▶ Recorded data
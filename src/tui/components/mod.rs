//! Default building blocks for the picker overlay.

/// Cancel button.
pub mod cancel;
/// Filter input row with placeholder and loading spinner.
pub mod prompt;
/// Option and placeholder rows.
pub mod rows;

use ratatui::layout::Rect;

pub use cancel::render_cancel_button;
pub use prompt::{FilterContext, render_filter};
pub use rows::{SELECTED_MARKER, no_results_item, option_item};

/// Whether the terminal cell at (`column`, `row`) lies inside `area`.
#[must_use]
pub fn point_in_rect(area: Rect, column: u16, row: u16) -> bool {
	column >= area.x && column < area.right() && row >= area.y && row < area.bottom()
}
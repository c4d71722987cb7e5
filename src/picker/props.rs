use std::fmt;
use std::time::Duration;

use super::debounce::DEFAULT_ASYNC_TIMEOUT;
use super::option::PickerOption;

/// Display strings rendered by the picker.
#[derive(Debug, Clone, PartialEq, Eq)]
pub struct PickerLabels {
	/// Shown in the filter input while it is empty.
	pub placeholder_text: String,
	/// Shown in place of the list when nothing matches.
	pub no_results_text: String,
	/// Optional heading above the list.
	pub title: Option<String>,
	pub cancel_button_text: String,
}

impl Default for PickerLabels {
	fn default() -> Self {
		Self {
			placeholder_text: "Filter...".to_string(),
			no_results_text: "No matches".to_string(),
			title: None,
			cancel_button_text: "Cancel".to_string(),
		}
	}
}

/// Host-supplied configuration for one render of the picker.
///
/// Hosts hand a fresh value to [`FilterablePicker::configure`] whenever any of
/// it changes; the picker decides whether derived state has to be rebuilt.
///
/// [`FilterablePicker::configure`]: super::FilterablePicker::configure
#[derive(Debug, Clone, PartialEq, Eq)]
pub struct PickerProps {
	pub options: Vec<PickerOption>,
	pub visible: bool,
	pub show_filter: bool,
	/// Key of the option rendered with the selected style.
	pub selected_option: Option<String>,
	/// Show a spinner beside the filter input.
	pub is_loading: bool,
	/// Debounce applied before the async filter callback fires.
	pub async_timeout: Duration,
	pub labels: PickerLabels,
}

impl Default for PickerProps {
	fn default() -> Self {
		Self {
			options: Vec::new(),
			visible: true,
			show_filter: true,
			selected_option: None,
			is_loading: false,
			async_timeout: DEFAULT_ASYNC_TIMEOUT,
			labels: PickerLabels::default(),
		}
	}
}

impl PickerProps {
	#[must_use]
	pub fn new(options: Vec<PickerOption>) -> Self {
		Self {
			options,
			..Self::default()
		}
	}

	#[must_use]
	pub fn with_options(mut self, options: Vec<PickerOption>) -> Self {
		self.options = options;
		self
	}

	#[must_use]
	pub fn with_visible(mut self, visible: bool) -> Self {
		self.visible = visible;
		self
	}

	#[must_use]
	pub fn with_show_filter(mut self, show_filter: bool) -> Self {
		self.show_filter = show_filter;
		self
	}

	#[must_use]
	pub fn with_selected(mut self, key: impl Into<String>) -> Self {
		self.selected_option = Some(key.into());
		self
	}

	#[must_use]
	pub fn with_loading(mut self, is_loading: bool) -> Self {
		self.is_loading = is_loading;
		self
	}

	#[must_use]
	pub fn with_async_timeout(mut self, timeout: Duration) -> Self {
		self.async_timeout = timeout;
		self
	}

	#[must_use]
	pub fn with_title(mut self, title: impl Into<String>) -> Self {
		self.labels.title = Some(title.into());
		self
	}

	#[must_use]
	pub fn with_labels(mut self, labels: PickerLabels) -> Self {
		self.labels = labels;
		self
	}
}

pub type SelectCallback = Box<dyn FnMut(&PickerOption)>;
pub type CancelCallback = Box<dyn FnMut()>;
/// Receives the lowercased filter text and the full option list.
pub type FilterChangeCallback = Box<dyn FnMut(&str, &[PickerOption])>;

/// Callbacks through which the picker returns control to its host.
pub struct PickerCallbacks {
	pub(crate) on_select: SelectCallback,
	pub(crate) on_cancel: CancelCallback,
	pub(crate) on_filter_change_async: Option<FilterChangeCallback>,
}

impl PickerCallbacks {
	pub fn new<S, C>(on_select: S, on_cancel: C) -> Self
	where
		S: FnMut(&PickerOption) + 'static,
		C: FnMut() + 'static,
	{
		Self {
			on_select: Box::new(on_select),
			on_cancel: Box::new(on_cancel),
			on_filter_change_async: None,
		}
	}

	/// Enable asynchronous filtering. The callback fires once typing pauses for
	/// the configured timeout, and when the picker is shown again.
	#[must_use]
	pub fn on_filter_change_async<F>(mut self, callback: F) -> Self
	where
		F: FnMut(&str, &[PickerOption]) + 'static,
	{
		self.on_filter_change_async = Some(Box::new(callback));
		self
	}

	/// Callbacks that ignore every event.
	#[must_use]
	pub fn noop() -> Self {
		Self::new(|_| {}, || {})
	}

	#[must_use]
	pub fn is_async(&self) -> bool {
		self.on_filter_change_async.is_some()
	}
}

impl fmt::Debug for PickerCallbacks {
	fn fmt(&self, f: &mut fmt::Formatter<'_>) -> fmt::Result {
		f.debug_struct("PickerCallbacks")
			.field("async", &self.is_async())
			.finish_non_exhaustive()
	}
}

▶ Task goal
Your answer should consist of each line above in which "options" appears.

▶ Output below
	pub options: Vec<PickerOption>,
			options: Vec::new(),
	pub fn new(options: Vec<PickerOption>) -> Self {
			options,
	pub fn with_options(mut self, options: Vec<PickerOption>) -> Self {
		self.options = options;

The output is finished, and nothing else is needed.